‘I first started working at Bara as a nurse on training from January 1968,’ says Kgesa.
‘I completed my General Nursing in September 1971. I did midwifery in the same hospital and started working as a professional nurse in 1971. I’ve been here from that time until now.’
Along the way, she has completed diplomas in orthopaedics and critical nursing care and a B.Care degree at the Rand Afrikaans University in 1998.
‘It’s the love of the work that I’m doing. I love to help the sick, basically that’s the main thing that keeps me,’ says Kgesa.
‘To me it was a calling more than anything else. That’s why I’ve kept myself in this very big hospital, a very challenging hospital, looking after very sick patients is a different calling.
‘Yes, money is not there, I must say. Our profession is not paying if you look at the work that we are doing. But if you love what you are doing, I’m sure that’s why I’m still here.’

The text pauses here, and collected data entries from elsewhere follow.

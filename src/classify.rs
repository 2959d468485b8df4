//! Map raw subprocess failure text to a user-facing category with a remediation hint.

use std::fmt;

#[derive(Debug, Clone, Copy, PartialEq, Eq, Hash)]
pub enum FailureCategory {
    OutputOverflow,
    NameResolution,
    PermissionDenied,
    ImageNotFound,
    BinaryNotFound,
    Generic,
}

impl FailureCategory {
    pub fn summary(self) -> &'static str {
        match self {
            FailureCategory::OutputOverflow => "command output exceeded the capture limit",
            FailureCategory::NameResolution => "network connectivity issue while contacting a registry",
            FailureCategory::PermissionDenied => "permission denied talking to docker",
            FailureCategory::ImageNotFound => "a container image could not be found",
            FailureCategory::BinaryNotFound => "docker or docker compose was not found",
            FailureCategory::Generic => "deployment failed",
        }
    }

    pub fn remediation(self) -> &'static str {
        match self {
            FailureCategory::OutputOverflow => {
                "Docker produced too much output. Retry, or pull images separately with `docker compose pull`."
            }
            FailureCategory::NameResolution => {
                "Check internet connectivity and DNS, then retry. Images cannot be pulled while offline."
            }
            FailureCategory::PermissionDenied => {
                "Make sure the current user can reach the docker daemon (docker group or rootless docker)."
            }
            FailureCategory::ImageNotFound => {
                "Check image names and tags in docker-compose.yml and your registry credentials."
            }
            FailureCategory::BinaryNotFound => {
                "Install Docker with the compose plugin and make sure `docker` is on PATH."
            }
            FailureCategory::Generic => "Inspect the docker output above and retry.",
        }
    }
}

/// Every needle of a rule must appear in the lower-cased message.
struct Rule {
    all_of: &'static [&'static str],
    category: FailureCategory,
}

// Order matters: the first matching rule wins, and image lookups are checked before the
// generic "not found".
const RULES: &[Rule] = &[
    Rule { all_of: &["output buffer exceeded"], category: FailureCategory::OutputOverflow },
    Rule { all_of: &["maxbuffer"], category: FailureCategory::OutputOverflow },
    Rule { all_of: &["no such host"], category: FailureCategory::NameResolution },
    Rule { all_of: &["dial tcp"], category: FailureCategory::NameResolution },
    Rule { all_of: &["temporary failure in name resolution"], category: FailureCategory::NameResolution },
    Rule { all_of: &["permission denied"], category: FailureCategory::PermissionDenied },
    Rule { all_of: &["pull access denied"], category: FailureCategory::ImageNotFound },
    Rule { all_of: &["manifest unknown"], category: FailureCategory::ImageNotFound },
    Rule { all_of: &["image", "not found"], category: FailureCategory::ImageNotFound },
    Rule { all_of: &["not found"], category: FailureCategory::BinaryNotFound },
];

pub fn categorize(message: &str) -> FailureCategory {
    let lower = message.to_ascii_lowercase();
    RULES
        .iter()
        .find(|r| r.all_of.iter().all(|needle| lower.contains(needle)))
        .map(|r| r.category)
        .unwrap_or(FailureCategory::Generic)
}

/// A subprocess failure with its category and the original text.
#[derive(Debug, Clone, PartialEq, Eq)]
pub struct ClassifiedFailure {
    pub category: FailureCategory,
    pub raw: String,
}

impl ClassifiedFailure {
    pub fn remediation(&self) -> &'static str {
        self.category.remediation()
    }
}

impl fmt::Display for ClassifiedFailure {
    fn fmt(&self, f: &mut fmt::Formatter<'_>) -> fmt::Result {
        match self.category {
            FailureCategory::Generic => write!(f, "deployment failed: {}", self.raw),
            other => write!(f, "{}: {}", other.summary(), self.raw),
        }
    }
}

pub fn classify(message: &str) -> ClassifiedFailure {
    ClassifiedFailure {
        category: categorize(message),
        raw: message.trim().to_string(),
    }
}
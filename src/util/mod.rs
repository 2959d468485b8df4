//! Small utilities: subprocess execution, filesystem helpers, ids, CLI-output tokenizing.

pub mod exec;
pub mod fs;
pub mod id;

/// Trimmed, non-empty lines of CLI output.
pub fn non_empty_lines(s: &str) -> impl Iterator<Item = &str> {
    s.lines().map(str::trim).filter(|l| !l.is_empty())
}

/// Split a pipe-delimited `--format` line into trimmed fields.
pub fn pipe_fields(line: &str) -> Vec<&str> {
    line.split('|').map(str::trim).collect()
}

/// Strip `prefix` from `name` when present, otherwise return `name` unchanged.
pub fn strip_name_prefix<'a>(name: &'a str, prefix: &str) -> &'a str {
    name.strip_prefix(prefix).unwrap_or(name)
}
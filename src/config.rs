//! Console configuration: defaults, then an optional YAML file, then environment overrides.
//!
//! The resulting [`ConsoleConfig`] is immutable and passed by reference everywhere; nothing in
//! the crate mutates it after [`ConsoleConfig::load`] returns.

use std::collections::HashMap;
use std::env;
use std::fs;
use std::path::{Path, PathBuf};
use std::time::Duration;

use serde::{Deserialize, Deserializer};
use thiserror::Error;

#[derive(Debug, Error)]
pub enum ConfigError {
    #[error("cannot read {path}: {source}")]
    Read {
        path: PathBuf,
        #[source]
        source: std::io::Error,
    },
    #[error("cannot parse {path}: {source}")]
    Parse {
        path: PathBuf,
        #[source]
        source: serde_yaml::Error,
    },
    #[error("invalid host_url {value:?}: {reason}")]
    HostUrl { value: String, reason: String },
    #[error("invalid duration in {key}: {value:?}")]
    Duration { key: String, value: String },
    #[error("home directory not found; set STACKYARD_DATA_DIR")]
    NoHome,
}

fn duration_from_str<'de, D>(d: D) -> Result<Duration, D::Error>
where
    D: Deserializer<'de>,
{
    let raw = String::deserialize(d)?;
    humantime::parse_duration(raw.trim()).map_err(serde::de::Error::custom)
}

/// Subprocess deadlines per CLI verb.
#[derive(Debug, Clone, PartialEq, Eq, Deserialize)]
#[serde(default, deny_unknown_fields)]
pub struct Timeouts {
    #[serde(deserialize_with = "duration_from_str")]
    pub query: Duration,
    #[serde(deserialize_with = "duration_from_str")]
    pub pull: Duration,
    #[serde(deserialize_with = "duration_from_str")]
    pub up: Duration,
    #[serde(deserialize_with = "duration_from_str")]
    pub restart: Duration,
    #[serde(deserialize_with = "duration_from_str")]
    pub stop: Duration,
    #[serde(deserialize_with = "duration_from_str")]
    pub down: Duration,
    #[serde(deserialize_with = "duration_from_str")]
    pub lock_wait: Duration,
}

impl Default for Timeouts {
    fn default() -> Self {
        Self {
            query: Duration::from_secs(30),
            pull: Duration::from_secs(300),
            up: Duration::from_secs(300),
            restart: Duration::from_secs(120),
            stop: Duration::from_secs(120),
            down: Duration::from_secs(120),
            lock_wait: Duration::from_secs(600),
        }
    }
}

/// Layered internet reachability probes, tried in order.
#[derive(Debug, Clone, PartialEq, Eq, Deserialize)]
#[serde(default, deny_unknown_fields)]
pub struct ConnectivityConfig {
    pub http_endpoints: Vec<String>,
    #[serde(deserialize_with = "duration_from_str")]
    pub http_timeout: Duration,
    pub dns_host: String,
    pub ping_host: String,
    #[serde(deserialize_with = "duration_from_str")]
    pub probe_timeout: Duration,
    pub probe_image: String,
    #[serde(deserialize_with = "duration_from_str")]
    pub probe_image_timeout: Duration,
}

impl Default for ConnectivityConfig {
    fn default() -> Self {
        Self {
            http_endpoints: vec![
                "https://www.google.com".to_string(),
                "https://1.1.1.1".to_string(),
                "https://8.8.8.8".to_string(),
            ],
            http_timeout: Duration::from_secs(10),
            dns_host: "google.com".to_string(),
            ping_host: "8.8.8.8".to_string(),
            probe_timeout: Duration::from_secs(10),
            probe_image: "alpine:latest".to_string(),
            probe_image_timeout: Duration::from_secs(30),
        }
    }
}

#[derive(Debug, Clone, PartialEq, Eq, Deserialize)]
#[serde(default, deny_unknown_fields)]
pub struct ConsoleConfig {
    /// Root for per-stack directories, lock files and the JSON store.
    pub data_dir: PathBuf,
    /// Shared template checkout; its `docker/` subdirectory is copied per stack.
    pub template_dir: Option<PathBuf>,
    pub template_repo: String,
    /// Where the docker daemon sees `<data_dir>/stacks`; bind mounts are rewritten against it.
    pub host_projects_path: Option<PathBuf>,
    pub host_url: String,
    pub docker: String,
    /// Host meminfo file mounted into this process's container, preferred over local memory.
    pub host_meminfo: Option<PathBuf>,
    pub timeouts: Timeouts,
    pub connectivity: ConnectivityConfig,
}

impl Default for ConsoleConfig {
    fn default() -> Self {
        Self {
            data_dir: PathBuf::from(".stackyard"),
            template_dir: None,
            template_repo: "https://github.com/supabase/supabase".to_string(),
            host_projects_path: None,
            host_url: "http://localhost".to_string(),
            docker: "docker".to_string(),
            host_meminfo: None,
            timeouts: Timeouts::default(),
            connectivity: ConnectivityConfig::default(),
        }
    }
}

impl ConsoleConfig {
    /// Load from the process environment, reading `file` (or `STACKYARD_CONFIG`) when given.
    pub fn load(file: Option<&Path>) -> Result<Self, ConfigError> {
        let vars: HashMap<String, String> = env::vars().collect();
        let path = file
            .map(Path::to_path_buf)
            .or_else(|| non_empty(&vars, "STACKYARD_CONFIG").map(PathBuf::from));
        let mut cfg = match path {
            Some(p) => Self::from_yaml_file(&p)?,
            None => {
                let mut c = Self::default();
                c.data_dir = home::home_dir().ok_or(ConfigError::NoHome)?.join(".stackyard");
                c
            }
        };
        cfg.apply_env(&vars)?;
        cfg.validate()?;
        Ok(cfg)
    }

    pub fn from_yaml_file(path: &Path) -> Result<Self, ConfigError> {
        let text = fs::read_to_string(path).map_err(|e| ConfigError::Read {
            path: path.to_path_buf(),
            source: e,
        })?;
        Self::from_yaml_str(&text).map_err(|e| ConfigError::Parse {
            path: path.to_path_buf(),
            source: e,
        })
    }

    pub fn from_yaml_str(text: &str) -> Result<Self, serde_yaml::Error> {
        if text.trim().is_empty() {
            return Ok(Self::default());
        }
        serde_yaml::from_str(text)
    }

    /// Apply environment overrides from an explicit variable map.
    pub fn apply_env(&mut self, vars: &HashMap<String, String>) -> Result<(), ConfigError> {
        if let Some(v) = non_empty(vars, "STACKYARD_DATA_DIR") {
            self.data_dir = PathBuf::from(v);
        }
        if let Some(v) = non_empty(vars, "STACKYARD_TEMPLATE_DIR") {
            self.template_dir = Some(PathBuf::from(v));
        }
        if let Some(v) = non_empty(vars, "SUPABASE_CORE_REPO_URL") {
            self.template_repo = v.to_string();
        }
        if let Some(v) = non_empty(vars, "HOST_PROJECT_PATH") {
            self.host_projects_path = Some(PathBuf::from(v));
        }
        if let Some(v) = non_empty(vars, "HOST_URL") {
            self.host_url = v.to_string();
        }
        if let Some(v) = non_empty(vars, "STACKYARD_DOCKER") {
            self.docker = v.to_string();
        }
        if non_empty(vars, "USE_HOST_MEMORY") == Some("true") {
            let p = non_empty(vars, "STACKYARD_HOST_MEMINFO").unwrap_or("/host/meminfo");
            self.host_meminfo = Some(PathBuf::from(p));
        }
        if let Some(v) = non_empty(vars, "STACKYARD_LOCK_WAIT") {
            self.timeouts.lock_wait =
                humantime::parse_duration(v).map_err(|_| ConfigError::Duration {
                    key: "STACKYARD_LOCK_WAIT".to_string(),
                    value: v.to_string(),
                })?;
        }
        Ok(())
    }

    pub fn validate(&self) -> Result<(), ConfigError> {
        let parsed = url::Url::parse(&self.host_url).map_err(|e| ConfigError::HostUrl {
            value: self.host_url.clone(),
            reason: e.to_string(),
        })?;
        if parsed.cannot_be_a_base() {
            return Err(ConfigError::HostUrl {
                value: self.host_url.clone(),
                reason: "not a base URL".to_string(),
            });
        }
        Ok(())
    }

    pub fn template_dir(&self) -> PathBuf {
        self.template_dir
            .clone()
            .unwrap_or_else(|| self.data_dir.join("template"))
    }

    /// Directory inside the template checkout that is copied for each stack.
    pub fn template_docker_dir(&self) -> PathBuf {
        self.template_dir().join("docker")
    }

    pub fn stacks_dir(&self) -> PathBuf {
        self.data_dir.join("stacks")
    }

    pub fn locks_dir(&self) -> PathBuf {
        self.data_dir.join("locks")
    }

    pub fn store_path(&self) -> PathBuf {
        self.data_dir.join("state.json")
    }

    pub fn host_projects_path(&self) -> PathBuf {
        self.host_projects_path
            .clone()
            .unwrap_or_else(|| self.stacks_dir())
    }

    /// Base URL without a trailing slash, ready for `{host_url}:{port}`.
    pub fn host_url_base(&self) -> &str {
        self.host_url.trim_end_matches('/')
    }
}

fn non_empty<'a>(vars: &'a HashMap<String, String>, key: &str) -> Option<&'a str> {
    vars.get(key).map(|s| s.trim()).filter(|s| !s.is_empty())
}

She says conditions have improved from the days when she used to nurse ‘about 90 patients and some of them had to sleep on the floor’.
‘Now everybody is sleeping on a bed. Never mind we have got those things that make us not to fulfil what we want to do, especially the staff shortages in the wards, simply because the community itself and the society has increased.
‘There is an influx of people that are from outside the cities. In that way, definitely whatever Bara is not able to cater for we try our level best to help people’¦ We are trying to help the sick in whatever way we can.’
Night times are when staff shortages are most acute, with only two registered nurses, an enrolled nurse and a nursing auxiliary to look after 28 to 32 patients in a single ward
Despite her long service, 57-year-old Kgesa takes home about R5 060 per month but has four children.
‘ It’s very, very little because I’m a mother. Most of my children are at tertiary level. But I survive. I don’t know how. You tend to compromise on a lot of things in your life in order to educate your children and to live, hoping that you are helping them for the future.’
Kgesa’s normal working day starts at 6.45am and sometimes lasts until 7pm.
‘My wish is to have more registered and auxiliary nurses so that we can be able to cope with the demands of the day and also of the night. The registered nurse does almost everything. As a nurse you work as a social worker, a counsellor a priest at times because you sometimes have to meet that spiritual needs of patient.
‘Everybody reports to you. I’ve got a doctor, my senior management above me, my patients, my other colleagues, a student to teach. All this is round up around this figure, this nurse.’